注)防衛機制=厳しい現実の世界から一瞬逃れたり、別の世界にエネルギーを向けて潰されそうになる自分を守る心理が働くこと。(こんな説明だと怒られるかも 汗)
モンゴメリーの小説「赤毛のアン」のように、「ごっこ遊び」の中で「夢見る少女時代」を過ごす女性は多いですから。
●SFの世界を愉しむ男性達
では男性はどうでしょうか
筆者の場合、大抵、女性に目が行くのでちょっと観察不足かもしれませんが、動物になったり、スターウオーズのキャラクターの姿をしたり、新型カーに乗ったり、どちらかと言えばSF、冒険の世界を楽しんでいる人々が目につきます。
スーパーマンになったり、エバを演じたり・・・これは「男性のごっこ遊び」ですよね。 一種のノスタルジーへの回帰という防衛機制効果があるのでしょう。
●遠距離恋愛と「心の現実」を楽しむ凄さ
セカンドライフに長くいるとわかりますが、大抵、女性はナンパを経験されています。この点外国人男性の方が断然、積極的なようです。
女性は大抵の場合、上手く避けていますが、中には相手が信頼できると思えば付き合っている人もいて、仮想のデートを楽しんでいます。

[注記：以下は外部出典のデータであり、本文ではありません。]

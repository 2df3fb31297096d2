use std::path::Path;

use anyhow::{Context, Result};
use image::{Rgba, RgbaImage};

use crate::coords::{PixelRect, Vector2};
use crate::paint::Color;

use super::DrawTarget;

/// CPU surface backed by an RGBA8 image.
#[derive(Debug, Clone)]
pub struct ImageTarget {
    image: RgbaImage,
}

impl ImageTarget {
    /// Creates a `width` x `height` surface filled with `background`.
    pub fn new(width: u32, height: u32, background: Color) -> Self {
        Self {
            image: RgbaImage::from_pixel(width, height, Rgba(background.to_rgba8())),
        }
    }

    pub fn from_image(image: RgbaImage) -> Self {
        Self { image }
    }

    pub fn clear(&mut self, color: Color) {
        let px = Rgba(color.to_rgba8());
        self.image.pixels_mut().for_each(|p| *p = px);
    }

    /// Color at `(x, y)`, or `None` outside the surface.
    pub fn pixel(&self, x: u32, y: u32) -> Option<Color> {
        self.image
            .get_pixel_checked(x, y)
            .map(|p| Color::from_rgba8(p.0))
    }

    pub fn image(&self) -> &RgbaImage {
        &self.image
    }

    pub fn into_image(self) -> RgbaImage {
        self.image
    }

    fn bounds(&self) -> PixelRect {
        let clamp = |v: u32| i32::try_from(v).unwrap_or(i32::MAX);
        PixelRect::new(0, 0, clamp(self.image.width()), clamp(self.image.height()))
    }

    /// Writes the surface to `path`; the format follows the file extension.
    pub fn save(&self, path: impl AsRef<Path>) -> Result<()> {
        let path = path.as_ref();
        self.image
            .save(path)
            .with_context(|| format!("failed to write surface to {}", path.display()))?;
        log::debug!(
            "saved {}x{} surface to {}",
            self.image.width(),
            self.image.height(),
            path.display()
        );
        Ok(())
    }
}

impl DrawTarget for ImageTarget {
    fn surface_size(&self) -> Vector2<u32> {
        Vector2::new(self.image.width(), self.image.height())
    }

    fn draw_filled_rect(&mut self, color: Color, rect: PixelRect) {
        let Some(clip) = rect.intersect(self.bounds()) else {
            return;
        };
        let px = Rgba(color.to_rgba8());
        // clip lies inside the image, so every coordinate is non-negative
        for p in clip.pixels() {
            self.image.put_pixel(p.x as u32, p.y as u32, px);
        }
    }
}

距離が離れた二人がぺブルビーチの海岸へ行ったり、ニューヨークのマンハッタンでダンスをしたり、街を歩いたり、本当に楽しそうです。
物理的な世界での遠距離恋愛の男女は、携帯電話でお互いの声を聞いたり、インスタントメッセージングで連絡しあったりしています。そして昔の対面でのデートの雰囲気を無意識に感じながら相手の感触を楽しむ訳ですね。でもセカンドライフでは、目の前のアバターによる人形劇が二人の「心の現実」を見える形にしてくれます。これはちょっとこたえられません。
かつて心理学者のフロイトが「実際の現実」よりもそれぞれの個人の持つ「心の現実が大切」と言いましたが、セカンドライフのデート(ネットイベント)は、それを具体的な形にしてくれます。

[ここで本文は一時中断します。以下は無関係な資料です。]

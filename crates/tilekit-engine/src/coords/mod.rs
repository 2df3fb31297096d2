//! Coordinate and geometry types shared by the grid layout and render targets.
//!
//! Canonical pixel space:
//! - Origin top-left
//! - +X right, +Y down
//!
//! `Vector2<T>` is used both for tile coordinates (integers) and for fractional
//! pixel geometry (floats). Its relational comparisons are conjunctive: they hold
//! only when they hold for both components.

mod error;
mod range;
mod rect;
mod scalar;
mod vec2;

pub use error::ComponentIndexError;
pub use range::VecRange;
pub use rect::PixelRect;
pub use scalar::Scalar;
pub use vec2::Vector2;

/// Tile coordinate within a grid (column, row).
pub type TilePoint = Vector2<i32>;
/// Integer pixel position or extent on a surface.
pub type PixelPoint = Vector2<i32>;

手塚治虫の「火の鳥、未来編」では、主人公の男の子が女性ロボットを心の中でかつての恋人として認識しているシーンが中心ですが、そんなイメージですね。
●美男美女の世界とシンデレラ症候群
仮想世界は周りが皆、美男と美女ばかり、全体が中世のお城の舞踏会のようです。
毎日、物理的な世界で灰をかぶって働いている男性も女性もシンデレラの「ガラスの靴」の美しさに憧れ、魅惑されているのでしょう。そして現実世界での「垢やイライラ」をきれいに洗い流して、浄化している訳ですね。
日記を書いてコメントを書いてそれで終わりと言うmixiとブログの生活やパタン化されたゲームに飽き飽きした人々には、絶え難い魅力のテーマパークでしょう。
マイク・チクセントミハイはこれを「フロー体験」と呼びました。夢中になって我を忘れさせてくれる体験のことですね。セカンドライフには、日常生活の中での「マイクロフロー」と言う小さな喜びがあります。心理学者、マーチン・セリグマンの言うポジティブ心理学に詳しく書いてあります。
セカンドライフに見る「心の現実」は、内容が深いですね。デザイナーを心ざす人々や多くの女性の心の中に潜んでいる想像性と創造性、無限の可能性を夢のイメージとして引き出すセカンドライフは面白い!!非常に内容が濃い世界です。(セカンドライフを深く理解するには科学的な認知心理学より、フロイトさんやユングさんのイメージの世界の「夢説き」の方が余程、ぴったり来ます)
セカンドライフが「何にも無い空っぽの世界」なんてとんでもありません。
日本でのビジネスにはまだ参加者数が不足ですが・・・そういえば昔、「インターネットはからっぽの洞窟」という本がありました。
最後に筆者のセカンドライフで友達申請を受け入れてくれたフランス女性とのツーショットを載せます。友達になれば距離が離れていてもIMが送れます。ね、これどう見てもSNSですよね。